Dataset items
......
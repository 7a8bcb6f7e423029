//! Image processing: decode, transform, encode.
//!
//! | Operation | Crate / function |
//! |---|---|
//! | **Decode** | `image` (JPEG, PNG, WebP, GIF), `lopdf` (PDF page 1) |
//! | **Resize** | `imageops::thumbnail` (downscale), `Triangle` filter (otherwise) |
//! | **Crop** | `imageops::crop_imm` |
//! | **Merge** | `imageops::replace` onto a shared canvas |
//! | **Encode** | `image` (JPEG, PNG, GIF), `webp` (lossy WebP), `lopdf` (PDF) |
//!
//! The module is split into:
//! - **Calculations**: Pure functions for dimension math (unit testable)
//! - **Parameters**: Value types describing image operations
//! - **Surface** / **Transform**: Owned RGBA buffers and the pixel operations over them
//! - **Backend**: [`ImageBackend`] trait + [`RustBackend`]
//! - **Operations**: High-level tool flows combining the above

pub mod backend;
mod calculations;
pub mod operations;
mod params;
pub mod pdf;
pub mod rust_backend;
mod surface;
pub mod transform;

pub use backend::{DecodeError, EncodeError, ImageBackend, SourceImage};
pub use calculations::{
    PageOrientation, PrintSize, aspect_locked_height, aspect_locked_width, composite_dimensions,
    effective_dpi, pixels_for_print,
};
pub use operations::{
    CompressionReport, Compressed, NamedOutput, PipelineError, ResizeTarget, SourceFile,
    compress_image, convert_image, crop_image, encode_output, merge_images, resize_image,
    with_decoded_image,
};
pub use params::{
    CompressionSetting, CropRegion, Dimensions, InvalidDimensions, MAX_PIXELS, MergeDirection,
    OutputFormat, OutputSpec, ParseError, Quality, SourceFormat, TooLarge,
};
pub use rust_backend::RustBackend;
pub use surface::Surface;
pub use transform::{CropError, MergeError};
......
Please report every line in the entries above that holds the string "lopdf".

*ANSWER TO THIS TASK*:
//! | **Decode** | `image` (JPEG, PNG, WebP, GIF), `lopdf` (PDF page 1) |
//! | **Encode** | `image` (JPEG, PNG, GIF), `webp` (lossy WebP), `lopdf` (PDF) |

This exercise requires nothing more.